◆ **WHAT YOU NEED TO DO**
Copy out each line from the material where the word "repository" is found.

◆ **MATERIAL FOR THIS TASK**
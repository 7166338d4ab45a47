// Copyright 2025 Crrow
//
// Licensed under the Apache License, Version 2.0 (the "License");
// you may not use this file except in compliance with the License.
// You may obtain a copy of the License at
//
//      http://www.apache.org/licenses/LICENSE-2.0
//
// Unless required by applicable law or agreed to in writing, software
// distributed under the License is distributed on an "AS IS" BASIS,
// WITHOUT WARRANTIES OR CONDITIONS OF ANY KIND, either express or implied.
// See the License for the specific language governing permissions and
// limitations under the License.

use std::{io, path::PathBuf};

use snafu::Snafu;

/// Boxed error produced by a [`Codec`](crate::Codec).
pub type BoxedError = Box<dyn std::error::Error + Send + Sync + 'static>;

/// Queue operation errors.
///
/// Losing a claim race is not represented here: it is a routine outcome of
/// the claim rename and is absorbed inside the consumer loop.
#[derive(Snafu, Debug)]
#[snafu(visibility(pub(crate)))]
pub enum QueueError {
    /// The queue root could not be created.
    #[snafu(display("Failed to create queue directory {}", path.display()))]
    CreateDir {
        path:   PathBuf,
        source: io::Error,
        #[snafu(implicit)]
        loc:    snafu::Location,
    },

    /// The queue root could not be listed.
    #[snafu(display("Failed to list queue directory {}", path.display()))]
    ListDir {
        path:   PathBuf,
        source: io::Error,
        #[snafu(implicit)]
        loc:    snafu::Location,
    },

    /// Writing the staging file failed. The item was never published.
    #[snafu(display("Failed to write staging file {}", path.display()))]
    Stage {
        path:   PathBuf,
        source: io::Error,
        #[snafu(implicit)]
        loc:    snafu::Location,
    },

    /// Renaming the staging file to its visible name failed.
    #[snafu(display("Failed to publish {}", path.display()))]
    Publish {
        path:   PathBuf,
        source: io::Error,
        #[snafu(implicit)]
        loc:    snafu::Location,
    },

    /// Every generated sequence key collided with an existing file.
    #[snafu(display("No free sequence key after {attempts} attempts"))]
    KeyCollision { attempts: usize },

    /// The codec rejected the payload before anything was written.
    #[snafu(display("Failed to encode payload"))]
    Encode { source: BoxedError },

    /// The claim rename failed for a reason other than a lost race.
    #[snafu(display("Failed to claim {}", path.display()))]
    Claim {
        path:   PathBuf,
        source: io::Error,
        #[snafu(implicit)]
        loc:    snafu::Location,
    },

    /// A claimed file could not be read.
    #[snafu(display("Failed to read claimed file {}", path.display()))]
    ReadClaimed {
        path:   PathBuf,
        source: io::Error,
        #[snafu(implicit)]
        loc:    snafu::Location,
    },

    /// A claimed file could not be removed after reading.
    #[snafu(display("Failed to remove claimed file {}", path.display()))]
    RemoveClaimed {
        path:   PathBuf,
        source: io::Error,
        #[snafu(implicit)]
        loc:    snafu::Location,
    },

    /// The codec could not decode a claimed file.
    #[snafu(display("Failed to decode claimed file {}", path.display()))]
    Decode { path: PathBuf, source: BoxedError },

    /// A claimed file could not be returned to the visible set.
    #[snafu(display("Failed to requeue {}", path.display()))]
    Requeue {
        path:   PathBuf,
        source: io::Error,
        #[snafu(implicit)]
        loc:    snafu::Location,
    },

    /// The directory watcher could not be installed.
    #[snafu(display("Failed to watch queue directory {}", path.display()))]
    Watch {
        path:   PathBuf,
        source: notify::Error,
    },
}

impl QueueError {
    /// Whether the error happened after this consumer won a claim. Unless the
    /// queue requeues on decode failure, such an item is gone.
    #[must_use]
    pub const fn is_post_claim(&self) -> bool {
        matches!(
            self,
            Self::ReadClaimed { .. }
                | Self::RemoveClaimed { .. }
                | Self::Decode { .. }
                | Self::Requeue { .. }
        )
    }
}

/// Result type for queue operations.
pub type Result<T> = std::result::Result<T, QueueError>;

* * *

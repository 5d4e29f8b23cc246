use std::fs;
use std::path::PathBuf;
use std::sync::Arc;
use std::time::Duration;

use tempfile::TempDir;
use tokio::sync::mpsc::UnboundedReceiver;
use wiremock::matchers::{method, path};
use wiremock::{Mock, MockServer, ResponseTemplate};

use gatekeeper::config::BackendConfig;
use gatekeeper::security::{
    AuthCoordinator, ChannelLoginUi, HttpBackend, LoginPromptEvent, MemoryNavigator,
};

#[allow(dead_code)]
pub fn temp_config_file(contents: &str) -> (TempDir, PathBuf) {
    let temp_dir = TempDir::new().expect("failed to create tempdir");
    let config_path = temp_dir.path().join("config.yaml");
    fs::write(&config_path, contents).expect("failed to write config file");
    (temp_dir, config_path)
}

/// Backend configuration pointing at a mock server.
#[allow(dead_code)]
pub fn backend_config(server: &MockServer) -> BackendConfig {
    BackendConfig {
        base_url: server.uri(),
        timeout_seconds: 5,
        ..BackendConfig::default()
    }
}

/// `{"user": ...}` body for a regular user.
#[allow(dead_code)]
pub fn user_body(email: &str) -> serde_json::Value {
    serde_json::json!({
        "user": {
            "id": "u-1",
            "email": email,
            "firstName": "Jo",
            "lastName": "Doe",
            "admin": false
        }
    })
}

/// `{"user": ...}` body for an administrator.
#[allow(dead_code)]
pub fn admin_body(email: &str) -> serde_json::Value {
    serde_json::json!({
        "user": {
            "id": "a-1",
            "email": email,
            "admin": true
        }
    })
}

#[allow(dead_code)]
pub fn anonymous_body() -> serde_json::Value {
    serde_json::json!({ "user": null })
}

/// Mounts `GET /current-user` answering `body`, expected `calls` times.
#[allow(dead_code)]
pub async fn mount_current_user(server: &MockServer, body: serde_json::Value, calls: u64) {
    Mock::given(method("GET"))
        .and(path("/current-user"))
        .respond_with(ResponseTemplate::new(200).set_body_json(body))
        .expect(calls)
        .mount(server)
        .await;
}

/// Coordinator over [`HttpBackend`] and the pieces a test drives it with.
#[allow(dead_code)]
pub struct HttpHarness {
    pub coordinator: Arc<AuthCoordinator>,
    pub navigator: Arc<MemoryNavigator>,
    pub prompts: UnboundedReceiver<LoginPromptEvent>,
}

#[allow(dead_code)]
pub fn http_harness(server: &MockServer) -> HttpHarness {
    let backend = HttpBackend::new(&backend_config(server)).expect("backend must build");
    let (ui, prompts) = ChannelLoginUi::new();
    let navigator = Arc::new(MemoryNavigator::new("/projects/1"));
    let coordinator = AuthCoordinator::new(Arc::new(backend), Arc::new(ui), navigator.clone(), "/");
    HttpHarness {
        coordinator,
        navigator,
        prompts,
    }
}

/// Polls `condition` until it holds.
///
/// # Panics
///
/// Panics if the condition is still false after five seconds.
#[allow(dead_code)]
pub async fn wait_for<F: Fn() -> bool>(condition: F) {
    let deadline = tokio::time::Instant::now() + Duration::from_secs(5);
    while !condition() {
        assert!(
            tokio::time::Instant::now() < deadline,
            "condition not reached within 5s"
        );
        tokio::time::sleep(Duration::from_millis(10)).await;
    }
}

◆ **YOUR SOLUTION**
repository 7166338d4ab45a47
repository 5d4e29f8b23cc246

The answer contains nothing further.